* **TASK OBJECTIVE**
Reading the listing that follows, count the lines where "vega" appears, and answer with only that count.

* **RECORDS FOR THE TASK**

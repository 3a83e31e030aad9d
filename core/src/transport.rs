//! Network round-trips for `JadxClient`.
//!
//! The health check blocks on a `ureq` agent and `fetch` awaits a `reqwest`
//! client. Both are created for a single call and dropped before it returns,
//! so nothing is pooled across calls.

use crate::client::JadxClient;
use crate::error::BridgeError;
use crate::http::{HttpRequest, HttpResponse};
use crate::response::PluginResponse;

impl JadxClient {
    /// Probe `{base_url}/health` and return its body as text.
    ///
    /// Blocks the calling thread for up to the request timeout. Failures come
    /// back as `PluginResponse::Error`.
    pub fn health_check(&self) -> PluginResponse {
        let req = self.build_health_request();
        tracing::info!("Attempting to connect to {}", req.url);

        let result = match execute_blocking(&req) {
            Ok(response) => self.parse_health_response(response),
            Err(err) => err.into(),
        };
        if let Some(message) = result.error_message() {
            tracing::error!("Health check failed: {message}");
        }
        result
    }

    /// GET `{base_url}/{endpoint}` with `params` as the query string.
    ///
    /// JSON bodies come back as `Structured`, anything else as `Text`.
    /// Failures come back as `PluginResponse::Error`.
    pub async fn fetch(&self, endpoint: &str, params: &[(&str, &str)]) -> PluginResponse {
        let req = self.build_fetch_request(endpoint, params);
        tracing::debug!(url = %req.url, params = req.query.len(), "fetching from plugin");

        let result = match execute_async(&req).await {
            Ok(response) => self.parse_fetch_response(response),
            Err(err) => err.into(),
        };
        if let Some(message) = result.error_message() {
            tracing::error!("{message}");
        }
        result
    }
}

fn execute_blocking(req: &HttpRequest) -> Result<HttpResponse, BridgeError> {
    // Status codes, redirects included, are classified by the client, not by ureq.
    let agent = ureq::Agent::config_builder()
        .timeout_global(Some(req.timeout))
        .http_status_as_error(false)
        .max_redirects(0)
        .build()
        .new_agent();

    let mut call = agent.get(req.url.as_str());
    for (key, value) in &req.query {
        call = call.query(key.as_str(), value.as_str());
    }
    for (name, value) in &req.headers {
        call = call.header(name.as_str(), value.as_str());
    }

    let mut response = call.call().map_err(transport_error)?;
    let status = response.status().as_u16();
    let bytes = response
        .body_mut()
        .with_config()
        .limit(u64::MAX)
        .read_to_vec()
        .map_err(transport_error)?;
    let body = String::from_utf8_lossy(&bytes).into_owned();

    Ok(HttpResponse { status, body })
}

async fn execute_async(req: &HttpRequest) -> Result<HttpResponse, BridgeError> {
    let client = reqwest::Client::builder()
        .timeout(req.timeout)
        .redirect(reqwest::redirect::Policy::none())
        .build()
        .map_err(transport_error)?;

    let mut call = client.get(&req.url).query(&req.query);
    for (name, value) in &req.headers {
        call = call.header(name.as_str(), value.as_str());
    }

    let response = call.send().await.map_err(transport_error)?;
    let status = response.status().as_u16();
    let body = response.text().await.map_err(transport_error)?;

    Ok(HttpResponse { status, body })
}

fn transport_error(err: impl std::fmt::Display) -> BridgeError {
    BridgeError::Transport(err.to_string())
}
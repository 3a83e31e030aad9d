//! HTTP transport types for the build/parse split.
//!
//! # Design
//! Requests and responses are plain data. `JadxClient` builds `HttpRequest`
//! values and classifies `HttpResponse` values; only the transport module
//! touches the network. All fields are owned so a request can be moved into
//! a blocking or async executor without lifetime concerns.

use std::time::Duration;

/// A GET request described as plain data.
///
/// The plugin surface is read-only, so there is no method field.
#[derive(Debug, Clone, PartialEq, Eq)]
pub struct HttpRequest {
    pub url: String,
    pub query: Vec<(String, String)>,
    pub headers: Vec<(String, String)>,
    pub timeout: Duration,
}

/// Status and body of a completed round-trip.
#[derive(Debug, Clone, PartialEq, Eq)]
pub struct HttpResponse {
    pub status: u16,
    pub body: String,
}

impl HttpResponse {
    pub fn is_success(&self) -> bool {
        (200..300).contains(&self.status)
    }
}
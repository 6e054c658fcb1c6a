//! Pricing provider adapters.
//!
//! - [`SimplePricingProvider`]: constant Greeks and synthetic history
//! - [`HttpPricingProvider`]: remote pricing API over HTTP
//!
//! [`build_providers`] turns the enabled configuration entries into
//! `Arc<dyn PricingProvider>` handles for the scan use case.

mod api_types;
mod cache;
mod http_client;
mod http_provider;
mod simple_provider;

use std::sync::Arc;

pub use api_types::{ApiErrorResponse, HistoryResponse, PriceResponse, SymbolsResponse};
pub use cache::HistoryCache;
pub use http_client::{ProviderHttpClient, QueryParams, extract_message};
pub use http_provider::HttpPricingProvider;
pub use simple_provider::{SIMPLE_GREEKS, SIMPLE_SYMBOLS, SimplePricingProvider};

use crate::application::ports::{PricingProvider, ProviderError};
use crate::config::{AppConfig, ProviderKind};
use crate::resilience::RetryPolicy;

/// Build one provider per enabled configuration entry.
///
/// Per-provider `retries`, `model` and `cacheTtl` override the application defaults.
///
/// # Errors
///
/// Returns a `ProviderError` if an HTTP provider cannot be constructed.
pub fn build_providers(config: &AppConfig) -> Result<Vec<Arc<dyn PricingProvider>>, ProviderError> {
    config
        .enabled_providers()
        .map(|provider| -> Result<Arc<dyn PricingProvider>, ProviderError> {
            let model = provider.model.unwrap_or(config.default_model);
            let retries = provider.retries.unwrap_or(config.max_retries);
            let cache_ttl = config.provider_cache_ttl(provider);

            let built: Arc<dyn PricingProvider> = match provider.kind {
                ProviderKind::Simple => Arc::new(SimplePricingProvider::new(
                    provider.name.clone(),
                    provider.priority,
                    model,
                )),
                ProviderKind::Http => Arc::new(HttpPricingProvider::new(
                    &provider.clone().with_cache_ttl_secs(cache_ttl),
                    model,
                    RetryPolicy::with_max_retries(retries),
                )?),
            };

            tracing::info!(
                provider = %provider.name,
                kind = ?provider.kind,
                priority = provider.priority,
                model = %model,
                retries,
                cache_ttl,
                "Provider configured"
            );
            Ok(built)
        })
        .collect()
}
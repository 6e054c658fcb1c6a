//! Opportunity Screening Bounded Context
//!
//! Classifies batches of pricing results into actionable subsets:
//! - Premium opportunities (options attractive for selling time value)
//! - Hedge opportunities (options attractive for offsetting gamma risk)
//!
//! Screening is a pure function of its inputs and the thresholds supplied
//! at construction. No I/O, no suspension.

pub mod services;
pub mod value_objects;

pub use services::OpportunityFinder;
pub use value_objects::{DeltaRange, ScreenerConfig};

...

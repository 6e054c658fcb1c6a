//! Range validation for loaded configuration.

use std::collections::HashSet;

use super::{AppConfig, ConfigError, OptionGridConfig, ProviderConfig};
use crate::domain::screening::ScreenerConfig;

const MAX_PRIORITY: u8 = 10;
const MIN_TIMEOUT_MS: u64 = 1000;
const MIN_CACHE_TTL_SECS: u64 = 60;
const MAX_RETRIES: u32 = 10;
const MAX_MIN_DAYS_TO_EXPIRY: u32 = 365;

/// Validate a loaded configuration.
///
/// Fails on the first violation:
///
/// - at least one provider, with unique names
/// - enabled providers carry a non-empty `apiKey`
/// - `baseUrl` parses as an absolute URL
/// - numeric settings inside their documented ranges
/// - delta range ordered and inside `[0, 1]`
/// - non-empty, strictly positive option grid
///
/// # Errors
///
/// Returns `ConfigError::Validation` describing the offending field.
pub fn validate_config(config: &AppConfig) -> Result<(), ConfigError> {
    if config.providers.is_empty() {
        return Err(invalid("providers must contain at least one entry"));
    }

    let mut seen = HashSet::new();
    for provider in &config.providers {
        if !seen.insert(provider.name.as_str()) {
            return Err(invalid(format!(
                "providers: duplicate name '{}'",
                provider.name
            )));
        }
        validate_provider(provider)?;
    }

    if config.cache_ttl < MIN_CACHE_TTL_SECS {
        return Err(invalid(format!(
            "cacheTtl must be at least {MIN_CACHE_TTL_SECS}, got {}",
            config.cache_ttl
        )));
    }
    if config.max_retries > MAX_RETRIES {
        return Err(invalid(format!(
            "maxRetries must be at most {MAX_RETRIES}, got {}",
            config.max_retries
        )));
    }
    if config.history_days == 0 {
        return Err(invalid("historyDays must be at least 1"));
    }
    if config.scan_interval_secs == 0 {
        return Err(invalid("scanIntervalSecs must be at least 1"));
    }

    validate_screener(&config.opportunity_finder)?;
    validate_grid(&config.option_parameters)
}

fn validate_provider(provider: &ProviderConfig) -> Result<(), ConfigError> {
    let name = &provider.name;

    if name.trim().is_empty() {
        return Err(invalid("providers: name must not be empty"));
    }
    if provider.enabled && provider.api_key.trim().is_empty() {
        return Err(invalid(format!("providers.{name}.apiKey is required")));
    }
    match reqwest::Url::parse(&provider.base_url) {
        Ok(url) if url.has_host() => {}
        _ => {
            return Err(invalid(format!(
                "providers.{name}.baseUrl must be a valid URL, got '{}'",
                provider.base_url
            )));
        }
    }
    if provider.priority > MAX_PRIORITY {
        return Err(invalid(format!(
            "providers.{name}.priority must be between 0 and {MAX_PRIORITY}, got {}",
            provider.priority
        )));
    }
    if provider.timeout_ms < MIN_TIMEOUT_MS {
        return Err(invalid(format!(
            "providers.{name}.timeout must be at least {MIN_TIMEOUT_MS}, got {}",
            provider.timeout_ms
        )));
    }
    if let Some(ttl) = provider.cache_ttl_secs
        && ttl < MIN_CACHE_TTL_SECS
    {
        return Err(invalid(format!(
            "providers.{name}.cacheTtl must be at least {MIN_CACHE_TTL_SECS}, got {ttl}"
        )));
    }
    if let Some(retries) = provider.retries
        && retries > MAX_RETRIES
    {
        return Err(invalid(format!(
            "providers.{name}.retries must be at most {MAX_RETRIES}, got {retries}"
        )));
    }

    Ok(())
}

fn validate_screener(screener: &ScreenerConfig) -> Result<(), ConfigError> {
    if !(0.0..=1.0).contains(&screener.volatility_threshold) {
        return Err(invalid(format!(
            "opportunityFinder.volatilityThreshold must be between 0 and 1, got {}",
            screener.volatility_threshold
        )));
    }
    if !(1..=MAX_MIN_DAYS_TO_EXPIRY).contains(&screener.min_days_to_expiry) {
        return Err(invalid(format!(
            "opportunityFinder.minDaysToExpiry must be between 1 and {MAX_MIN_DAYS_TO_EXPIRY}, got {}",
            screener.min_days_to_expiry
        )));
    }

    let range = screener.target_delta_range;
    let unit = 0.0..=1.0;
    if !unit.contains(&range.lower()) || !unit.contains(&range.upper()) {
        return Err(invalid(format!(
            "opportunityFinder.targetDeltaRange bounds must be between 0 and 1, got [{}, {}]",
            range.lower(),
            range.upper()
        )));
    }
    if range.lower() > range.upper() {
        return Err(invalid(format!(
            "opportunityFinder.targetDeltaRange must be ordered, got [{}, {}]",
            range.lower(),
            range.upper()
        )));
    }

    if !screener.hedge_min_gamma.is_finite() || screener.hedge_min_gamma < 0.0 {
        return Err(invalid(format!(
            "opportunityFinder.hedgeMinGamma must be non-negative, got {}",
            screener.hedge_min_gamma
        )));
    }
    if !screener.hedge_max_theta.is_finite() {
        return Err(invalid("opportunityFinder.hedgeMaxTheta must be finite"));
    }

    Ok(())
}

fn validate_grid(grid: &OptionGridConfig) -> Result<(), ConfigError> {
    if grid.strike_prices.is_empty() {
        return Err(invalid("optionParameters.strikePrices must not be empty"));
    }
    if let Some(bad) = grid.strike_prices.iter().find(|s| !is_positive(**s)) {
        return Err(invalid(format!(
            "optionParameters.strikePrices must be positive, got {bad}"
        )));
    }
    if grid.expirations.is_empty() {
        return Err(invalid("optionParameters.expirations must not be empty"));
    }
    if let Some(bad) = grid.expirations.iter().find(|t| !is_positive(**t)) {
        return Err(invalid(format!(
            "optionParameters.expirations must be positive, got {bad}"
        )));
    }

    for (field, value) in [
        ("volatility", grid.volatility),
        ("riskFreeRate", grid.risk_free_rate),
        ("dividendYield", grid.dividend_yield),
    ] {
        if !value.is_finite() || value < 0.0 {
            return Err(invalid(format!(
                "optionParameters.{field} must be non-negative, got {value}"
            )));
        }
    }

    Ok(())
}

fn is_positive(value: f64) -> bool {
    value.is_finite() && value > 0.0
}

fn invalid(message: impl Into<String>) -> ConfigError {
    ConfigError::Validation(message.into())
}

...

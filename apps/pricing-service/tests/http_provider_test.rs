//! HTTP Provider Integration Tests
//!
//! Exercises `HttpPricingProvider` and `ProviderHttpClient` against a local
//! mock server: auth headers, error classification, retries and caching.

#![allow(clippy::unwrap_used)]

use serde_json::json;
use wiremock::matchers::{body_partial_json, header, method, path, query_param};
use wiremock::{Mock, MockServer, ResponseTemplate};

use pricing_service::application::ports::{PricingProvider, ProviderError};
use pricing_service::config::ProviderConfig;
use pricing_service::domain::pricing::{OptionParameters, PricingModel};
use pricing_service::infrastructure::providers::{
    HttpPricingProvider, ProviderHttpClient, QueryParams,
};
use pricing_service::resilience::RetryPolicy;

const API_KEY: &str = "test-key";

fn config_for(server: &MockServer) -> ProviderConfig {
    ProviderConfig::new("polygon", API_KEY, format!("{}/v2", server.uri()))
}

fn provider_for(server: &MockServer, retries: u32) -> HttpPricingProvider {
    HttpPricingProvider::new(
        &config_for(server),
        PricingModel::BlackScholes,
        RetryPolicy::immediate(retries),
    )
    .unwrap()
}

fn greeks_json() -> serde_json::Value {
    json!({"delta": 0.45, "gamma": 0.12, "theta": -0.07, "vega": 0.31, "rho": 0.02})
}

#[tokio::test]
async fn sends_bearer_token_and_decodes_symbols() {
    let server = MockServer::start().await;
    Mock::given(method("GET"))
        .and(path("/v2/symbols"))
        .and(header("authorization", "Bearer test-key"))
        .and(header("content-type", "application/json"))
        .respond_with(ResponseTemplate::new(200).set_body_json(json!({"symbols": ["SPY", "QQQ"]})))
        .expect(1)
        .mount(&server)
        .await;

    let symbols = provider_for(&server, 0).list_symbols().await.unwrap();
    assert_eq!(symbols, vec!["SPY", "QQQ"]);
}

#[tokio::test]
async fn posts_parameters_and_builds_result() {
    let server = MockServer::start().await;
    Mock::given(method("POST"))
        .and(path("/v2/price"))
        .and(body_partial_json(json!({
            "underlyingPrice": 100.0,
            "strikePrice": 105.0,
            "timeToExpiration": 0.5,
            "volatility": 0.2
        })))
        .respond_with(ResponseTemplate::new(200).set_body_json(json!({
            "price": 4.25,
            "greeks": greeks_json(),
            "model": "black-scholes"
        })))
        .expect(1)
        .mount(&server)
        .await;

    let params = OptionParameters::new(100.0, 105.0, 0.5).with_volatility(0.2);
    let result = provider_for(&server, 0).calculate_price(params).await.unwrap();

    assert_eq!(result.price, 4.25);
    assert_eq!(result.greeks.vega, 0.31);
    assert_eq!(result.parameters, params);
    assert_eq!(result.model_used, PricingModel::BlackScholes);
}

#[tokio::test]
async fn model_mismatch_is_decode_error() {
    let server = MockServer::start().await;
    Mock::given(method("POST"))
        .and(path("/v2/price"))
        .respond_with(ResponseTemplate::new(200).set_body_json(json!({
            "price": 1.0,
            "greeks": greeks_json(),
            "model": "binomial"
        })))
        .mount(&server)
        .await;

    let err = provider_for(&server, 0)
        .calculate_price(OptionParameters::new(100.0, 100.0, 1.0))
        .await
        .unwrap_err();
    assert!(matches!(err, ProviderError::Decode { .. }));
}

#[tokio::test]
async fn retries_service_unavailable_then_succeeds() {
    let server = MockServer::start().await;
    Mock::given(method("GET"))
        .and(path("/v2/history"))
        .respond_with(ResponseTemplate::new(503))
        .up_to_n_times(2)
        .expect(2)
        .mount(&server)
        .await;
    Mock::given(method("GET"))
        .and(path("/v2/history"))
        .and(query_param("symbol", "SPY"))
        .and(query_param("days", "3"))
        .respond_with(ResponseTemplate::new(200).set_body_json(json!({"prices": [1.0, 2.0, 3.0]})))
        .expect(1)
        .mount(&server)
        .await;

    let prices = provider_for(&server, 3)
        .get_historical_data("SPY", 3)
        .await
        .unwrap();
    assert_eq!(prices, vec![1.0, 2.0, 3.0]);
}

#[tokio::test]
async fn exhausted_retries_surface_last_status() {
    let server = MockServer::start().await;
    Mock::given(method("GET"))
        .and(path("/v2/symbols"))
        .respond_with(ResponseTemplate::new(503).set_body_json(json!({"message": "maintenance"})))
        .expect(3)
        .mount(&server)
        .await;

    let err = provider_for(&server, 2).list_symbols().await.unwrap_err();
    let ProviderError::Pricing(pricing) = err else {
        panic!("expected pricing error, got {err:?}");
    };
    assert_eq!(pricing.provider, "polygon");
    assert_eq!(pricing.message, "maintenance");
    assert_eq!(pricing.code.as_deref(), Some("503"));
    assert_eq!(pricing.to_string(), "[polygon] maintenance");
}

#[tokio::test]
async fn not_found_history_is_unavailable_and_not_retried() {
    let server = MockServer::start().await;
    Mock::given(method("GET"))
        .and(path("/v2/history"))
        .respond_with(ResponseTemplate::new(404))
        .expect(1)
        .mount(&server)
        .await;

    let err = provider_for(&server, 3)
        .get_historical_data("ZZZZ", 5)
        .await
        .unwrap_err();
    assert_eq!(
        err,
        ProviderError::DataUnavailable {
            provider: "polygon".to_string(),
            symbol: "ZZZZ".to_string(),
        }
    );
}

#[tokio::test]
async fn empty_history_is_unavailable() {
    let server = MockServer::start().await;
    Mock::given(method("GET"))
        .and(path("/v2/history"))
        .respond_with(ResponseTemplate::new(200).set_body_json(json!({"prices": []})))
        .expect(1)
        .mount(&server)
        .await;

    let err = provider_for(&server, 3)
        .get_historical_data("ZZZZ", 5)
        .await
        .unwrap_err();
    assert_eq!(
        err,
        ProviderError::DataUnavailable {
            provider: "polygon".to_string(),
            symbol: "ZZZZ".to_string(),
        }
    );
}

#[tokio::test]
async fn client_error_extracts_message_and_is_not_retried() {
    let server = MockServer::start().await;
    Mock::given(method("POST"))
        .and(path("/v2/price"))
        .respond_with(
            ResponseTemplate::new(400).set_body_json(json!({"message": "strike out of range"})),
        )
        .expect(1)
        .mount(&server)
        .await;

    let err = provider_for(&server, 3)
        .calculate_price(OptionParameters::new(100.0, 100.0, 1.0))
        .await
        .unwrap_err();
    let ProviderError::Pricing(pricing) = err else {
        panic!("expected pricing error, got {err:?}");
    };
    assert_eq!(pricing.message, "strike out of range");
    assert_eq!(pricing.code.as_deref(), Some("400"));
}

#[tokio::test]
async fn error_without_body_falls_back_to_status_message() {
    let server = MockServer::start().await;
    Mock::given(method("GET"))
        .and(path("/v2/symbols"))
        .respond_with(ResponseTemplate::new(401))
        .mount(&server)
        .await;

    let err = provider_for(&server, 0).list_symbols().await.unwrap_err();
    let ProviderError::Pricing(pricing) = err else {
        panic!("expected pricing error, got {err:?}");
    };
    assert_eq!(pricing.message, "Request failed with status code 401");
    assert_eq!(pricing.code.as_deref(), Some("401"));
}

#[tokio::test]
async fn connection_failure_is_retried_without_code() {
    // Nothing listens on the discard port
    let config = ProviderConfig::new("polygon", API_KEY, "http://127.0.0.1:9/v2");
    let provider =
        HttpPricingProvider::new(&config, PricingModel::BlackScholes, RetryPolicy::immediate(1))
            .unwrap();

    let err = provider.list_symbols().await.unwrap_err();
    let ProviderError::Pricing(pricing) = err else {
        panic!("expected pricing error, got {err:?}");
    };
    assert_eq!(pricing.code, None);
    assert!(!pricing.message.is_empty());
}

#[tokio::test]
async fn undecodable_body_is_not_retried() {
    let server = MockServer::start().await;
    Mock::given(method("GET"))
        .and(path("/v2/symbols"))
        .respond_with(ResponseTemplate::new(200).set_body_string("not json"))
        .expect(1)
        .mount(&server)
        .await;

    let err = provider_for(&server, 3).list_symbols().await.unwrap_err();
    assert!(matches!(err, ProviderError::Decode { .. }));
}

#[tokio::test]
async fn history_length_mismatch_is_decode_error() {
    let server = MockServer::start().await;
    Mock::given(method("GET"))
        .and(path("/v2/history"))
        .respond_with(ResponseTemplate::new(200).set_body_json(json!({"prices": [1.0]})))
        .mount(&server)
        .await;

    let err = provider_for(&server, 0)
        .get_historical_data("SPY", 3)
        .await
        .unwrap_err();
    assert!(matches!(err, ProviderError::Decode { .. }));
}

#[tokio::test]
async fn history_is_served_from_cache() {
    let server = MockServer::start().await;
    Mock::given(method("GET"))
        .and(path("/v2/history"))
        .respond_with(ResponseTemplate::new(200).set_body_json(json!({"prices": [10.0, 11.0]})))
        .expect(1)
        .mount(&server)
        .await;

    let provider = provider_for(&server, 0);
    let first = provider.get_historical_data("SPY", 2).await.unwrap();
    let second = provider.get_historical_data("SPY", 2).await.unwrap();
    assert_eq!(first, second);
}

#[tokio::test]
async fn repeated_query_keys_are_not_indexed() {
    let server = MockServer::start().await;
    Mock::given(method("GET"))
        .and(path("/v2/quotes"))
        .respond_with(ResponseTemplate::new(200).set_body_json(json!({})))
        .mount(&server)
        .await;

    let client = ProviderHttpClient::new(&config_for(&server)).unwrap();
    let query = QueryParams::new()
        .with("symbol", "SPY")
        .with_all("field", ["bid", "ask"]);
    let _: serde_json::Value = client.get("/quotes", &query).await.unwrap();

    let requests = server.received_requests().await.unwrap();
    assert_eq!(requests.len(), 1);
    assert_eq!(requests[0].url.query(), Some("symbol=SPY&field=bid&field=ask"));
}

* **ANSWER BOX**
2